Skip to main content

ASOF JOIN for Time-Series Nearest-Neighbor Matching

When analyzing time-series data, you often need to find the record in another table that is "closest in time" to a given event. For example:

  • Find the latest quote at the time each stock trade occurred.
  • Match each order with the price or inventory snapshot in effect at the moment the order was placed.
  • Associate each event log entry with the previous or next state change.

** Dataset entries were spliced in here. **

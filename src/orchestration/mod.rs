// Copyright (c) 2024 Mike Tsao

//! Turns partial specifications into audio.

/// The most commonly used imports.
pub mod prelude {
    pub use super::{render_partials_in_parallel, PartialGenerator};
}

pub use partial_generator::{render_partials_in_parallel, PartialGenerator};

mod partial_generator;
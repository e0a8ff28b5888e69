// Copyright (c) 2024 Mike Tsao

use super::phase::{self, TWO_PI};
use crate::{prelude::*, specification::PaxelSpecification};
use kahan::KahanSum;

/// The stock [RendersPaxel]. Produces a sine whose frequency and amplitude
/// ramp linearly across the paxel.
///
/// The phase trajectory is the integral of the instantaneous frequency. Sample
/// `k` is evaluated at the start of sample `k`, so the first sample sits
/// exactly on `start_phase`, and the phase at `k = duration_samples` (which is
/// sample zero of the next paxel) is `end_phase`.
///
/// If a paxel's `end_phase` isn't where the phase would naturally land, the
/// difference is folded into the frequency ramp by nudging the end frequency.
/// The nudge always takes the short way around the circle, so it's never more
/// than half a cycle over the whole paxel.
#[derive(Clone, Copy, Debug, Default)]
pub struct PaxelOscillator {}
impl RendersPaxel for PaxelOscillator {
    fn render_paxel(&self, paxel: &PaxelSpecification, sample_rate: SampleRate) -> Vec<Sample> {
        let duration = paxel.duration_samples();
        let sample_rate_f64 = sample_rate.0 as f64;
        let start_frequency = paxel.start_frequency().0;
        let end_frequency = Self::compensated_end_frequency(paxel, sample_rate).0;
        let frequency_slope = (end_frequency - start_frequency) / duration as f64;

        // Track phase in cycles rather than radians. It needs Kahan summation
        // so that long paxels end where the closed-form math says they do.
        let mut cycle_position = KahanSum::new_with_value(paxel.start_phase() / TWO_PI);

        let mut samples = Vec::with_capacity(duration as usize);
        for k in 0..duration {
            let fraction = k as f64 / duration as f64;
            let amplitude = paxel.start_amplitude().lerp(paxel.end_amplitude(), fraction);
            let radians = TWO_PI * cycle_position.sum();
            samples.push(Sample::from_signal(amplitude * radians.sin()));

            // Exact integral of a linear ramp over one sample: the mean of the
            // frequencies at either edge.
            let here = start_frequency + frequency_slope * k as f64;
            let there = here + frequency_slope;
            cycle_position += (here + there) / 2.0 / sample_rate_f64;
            let whole_cycles = cycle_position.sum().floor();
            if whole_cycles != 0.0 {
                cycle_position += -whole_cycles;
            }
        }
        samples
    }
}
impl PaxelOscillator {
    /// The end frequency this oscillator actually ramps toward, after folding
    /// in any difference between the paxel's natural and declared end phases.
    pub fn compensated_end_frequency(
        paxel: &PaxelSpecification,
        sample_rate: SampleRate,
    ) -> FrequencyHz {
        let compensation = phase::coherence_compensation(
            paxel.natural_end_phase(sample_rate),
            paxel.end_phase(),
        );
        if compensation == 0.0 {
            return paxel.end_frequency();
        }
        let frequency_change = 2.0 * compensation * sample_rate.0 as f64
            / (TWO_PI * paxel.duration_samples() as f64);
        paxel.end_frequency() + FrequencyHz(frequency_change)
    }
}

#[cfg(test)]
mod tests {
    use super::*;
    use crate::specification::PaxelSpecificationBuilder;
    use float_cmp::approx_eq;
    use more_asserts::{assert_gt, assert_le};

    const SR: SampleRate = SampleRate::new(48000);

    fn natural_paxel(
        start_sample: u32,
        duration: u32,
        frequencies: (f64, f64),
        amplitudes: (f64, f64),
        start_phase: f64,
    ) -> PaxelSpecification {
        let end_phase = phase::natural_phase(
            start_phase,
            frequencies.0.into(),
            frequencies.1.into(),
            duration,
            SR,
        );
        PaxelSpecificationBuilder::default()
            .start_frequency(frequencies.0)
            .end_frequency(frequencies.1)
            .start_amplitude(amplitudes.0)
            .end_amplitude(amplitudes.1)
            .start_phase(start_phase)
            .end_phase(end_phase)
            .layout(start_sample, duration)
            .build()
            .unwrap()
    }

    #[test]
    fn renders_exactly_the_requested_length() {
        let o = PaxelOscillator::default();
        for duration in [1, 2, 255, 4096] {
            let p = natural_paxel(0, duration, (440.0, 660.0), (0.5, 0.5), 0.0);
            assert_eq!(o.render_paxel(&p, SR).len(), duration as usize);
        }
    }

    #[test]
    fn first_sample_sits_on_the_start_phase() {
        let o = PaxelOscillator::default();
        let p = natural_paxel(0, 16, (1000.0, 1000.0), (1.0, 0.0), TWO_PI / 4.0);
        let samples = o.render_paxel(&p, SR);
        assert_eq!(samples[0], Sample::MAX, "sin(π/2) at full amplitude");

        let p = natural_paxel(0, 16, (1000.0, 1000.0), (1.0, 1.0), 0.0);
        assert_eq!(o.render_paxel(&p, SR)[0], Sample::SILENCE);
    }

    #[test]
    fn silent_and_inverted_paxels() {
        let o = PaxelOscillator::default();
        let silent = natural_paxel(0, 100, (300.0, 500.0), (0.0, 0.0), 1.0);
        assert!(o
            .render_paxel(&silent, SR)
            .iter()
            .all(|s| *s == Sample::SILENCE));

        let upright = o.render_paxel(&natural_paxel(0, 100, (300.0, 500.0), (0.7, 0.2), 1.0), SR);
        let inverted =
            o.render_paxel(&natural_paxel(0, 100, (300.0, 500.0), (-0.7, -0.2), 1.0), SR);
        assert!(upright.iter().any(|s| s.0 != 0));
        for (u, i) in upright.iter().zip(inverted.iter()) {
            assert_eq!(u.0, -i.0);
        }
    }

    #[test]
    fn split_paxels_match_one_long_paxel() {
        let o = PaxelOscillator::default();
        let whole = o.render_paxel(&natural_paxel(0, 2000, (440.0, 440.0), (0.8, 0.8), 0.3), SR);

        let first = natural_paxel(0, 1000, (440.0, 440.0), (0.8, 0.8), 0.3);
        let second = natural_paxel(1000, 1000, (440.0, 440.0), (0.8, 0.8), first.end_phase());
        let mut split = o.render_paxel(&first, SR);
        split.extend(o.render_paxel(&second, SR));

        assert_eq!(whole.len(), split.len());
        for (a, b) in whole.iter().zip(split.iter()) {
            assert_le!((a.0 - b.0).abs(), 2, "the split shouldn't be audible");
        }
    }

    #[test]
    fn natural_paxels_need_no_compensation() {
        let p = natural_paxel(0, 777, (200.0, 2000.0), (0.1, 0.9), 2.0);
        let compensated = PaxelOscillator::compensated_end_frequency(&p, SR);
        assert!(approx_eq!(f64, compensated.0, 2000.0, epsilon = 1e-6));
    }

    #[test]
    fn compensation_lands_on_the_declared_end_phase() {
        let duration = 500;
        let natural = phase::natural_phase(0.0, 440.0.into(), 440.0.into(), duration, SR);
        let declared = phase::wrap_phase(natural + 1.0);
        let p = PaxelSpecificationBuilder::default()
            .start_frequency(440.0)
            .end_frequency(440.0)
            .start_amplitude(0.5)
            .end_amplitude(0.5)
            .start_phase(0.0)
            .end_phase(declared)
            .layout(0, duration)
            .build()
            .unwrap();

        let compensated = PaxelOscillator::compensated_end_frequency(&p, SR);
        assert_gt!(compensated.0, 440.0, "catching up means speeding up");
        let reached = phase::natural_phase(0.0, 440.0.into(), compensated, duration, SR);
        assert!(approx_eq!(
            f64,
            phase::coherence_compensation(reached, declared),
            0.0,
            epsilon = 1e-9
        ));
    }

    #[test]
    fn output_is_deterministic() {
        let o = PaxelOscillator::default();
        let p = natural_paxel(4096, 4096, (55.0, 7040.0), (-1.0, 1.0), 5.0);
        assert_eq!(o.render_paxel(&p, SR), o.render_paxel(&p, SR));
    }
}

Implementing such queries with a regular JOIN typically requires subqueries and window functions (such as ROW_NUMBER()), which makes the SQL complex and the execution costly. ASOF JOIN is a dedicated JOIN type that Doris provides for this kind of "time-series nearest-neighbor matching" scenario, allowing you to express the query in a single concise statement.

ASOF JOIN matches based on a datetime column. Unlike a regular equi-JOIN, it does not require exact equality. Instead, for each row in the left table, it picks the closest qualifying row from the right table according to the direction specified by MATCH_CONDITION.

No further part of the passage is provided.